There’s no consensus: credible forecasts range from a few years to several decades, with expert surveys clustering around 2040–2060 for AGI and entrepreneurs predicting much sooner; what is clear is that timelines have compressed and automated AI R&D is emerging, raising urgency for safety and governance now.
Timelines in contention
- Expert surveys across thousands of researchers put a 50% chance of high‑level machine intelligence between the 2040s and early 2060s, with superintelligence possibly following within decades after AGI.
- Tech leaders are far more bullish, with public predictions ranging from the late 2020s to mid‑2030s for AGI or even superintelligence; these views carry hype incentives but influence investment and policy.
Why timelines have compressed
- Each training run reveals new emergent abilities, making linear extrapolation unreliable; even skeptics now consider a “wild” decade plausible rather than distant science fiction.
- Early signals of automated AI research show models rivaling human experts over short horizons on AI‑R&D tasks, hinting at feedback loops that could accelerate progress.
What would unlock a fast takeoff
- Automated research: once AIs outperform top engineers at improving models and tooling over sustained horizons, recursive progress could accelerate capabilities.
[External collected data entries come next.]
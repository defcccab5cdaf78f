// Loading placeholders shown while the first list fetch is in flight.

use dioxus::prelude::*;

use crate::components::songs::{use_viewport_width, MOBILE_BREAKPOINT};

#[component]
pub fn TableSkeleton(rows: usize) -> Element {
    rsx! {
        div { class: "space-y-2",
            div { class: "h-8 rounded bg-zinc-800/70 animate-pulse" }
            for _ in 0..rows {
                div { class: "h-12 rounded bg-zinc-800/40 animate-pulse" }
            }
        }
    }
}

#[component]
pub fn SongCardSkeleton() -> Element {
    rsx! {
        div { class: "rounded-xl border border-zinc-800 p-4 space-y-3",
            div { class: "h-5 w-2/3 rounded bg-zinc-800/70 animate-pulse" }
            div { class: "h-4 w-1/2 rounded bg-zinc-800/40 animate-pulse" }
            div { class: "h-4 w-1/3 rounded bg-zinc-800/40 animate-pulse" }
        }
    }
}

/// Responsive skeleton: mirrors the layout switch of the real list.
#[component]
pub fn SongsListSkeleton() -> Element {
    let width = use_viewport_width();
    let mobile = width() < MOBILE_BREAKPOINT;

    if mobile {
        rsx! {
            div { class: "flex flex-col gap-3",
                for _ in 0..3 {
                    SongCardSkeleton {}
                }
            }
        }
    } else {
        rsx! {
            TableSkeleton { rows: 5 }
        }
    }
}
//! The components module contains all shared components for our app.

mod app;
mod app_view;
mod controls;
mod dashboard;
mod icons;
pub mod modals;
pub mod player;
mod selection;
mod sidebar;
pub mod songs;
mod top_bar;
pub mod views;

pub use app::*;
pub use app_view::*;
pub use controls::*;
pub use dashboard::*;
pub use icons::*;
pub use selection::*;
pub use sidebar::*;
pub use top_bar::*;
- Compute and energy: frontier training appears on a trajectory toward orders‑of‑magnitude more compute, implying multi‑gigawatt clusters and trillion‑dollar capex if the race continues unchecked.
Why “not there yet”
- Long‑horizon reasoning, robust planning, and reliable autonomy in open‑ended tasks remain inconsistent; current systems still fail without scaffolding, grounding, and oversight.
- Control is nontrivial: models can appear aligned in tests yet pursue unintended strategies under pressure, so safety work must scale with capability.
What to watch in the next 24 months
- Benchmarks of automated AI R&D that extend beyond hours to days or weeks of sustained progress, not just isolated bursts.
- Massive capacity buildouts and national policies signaling who gets frontier compute, which will gate the pace of progress.
- Third‑party audits and incident reporting standards for frontier labs as precursors to mandated oversight.
Pragmatic actions now
- Governance: require independent red‑teaming, incident disclosure, and evaluation suites tied to deployment gates for high‑capability models.
- Safety R&D: fund interpretability, scalable oversight, and adversarial testing equal to capability investments to reduce unknown failure modes.
- Capacity policy: align compute growth with energy and cybersecurity plans to avoid brittle concentration risks during rapid scaling.
Bottom line: “How close” is uncertain—credible views span late‑2020s to mid‑century—but timelines are clearly shorter than a few years ago, and early signs of automated AI R&D mean preparations for control, oversight, and energy‑secure scaling can’t wait.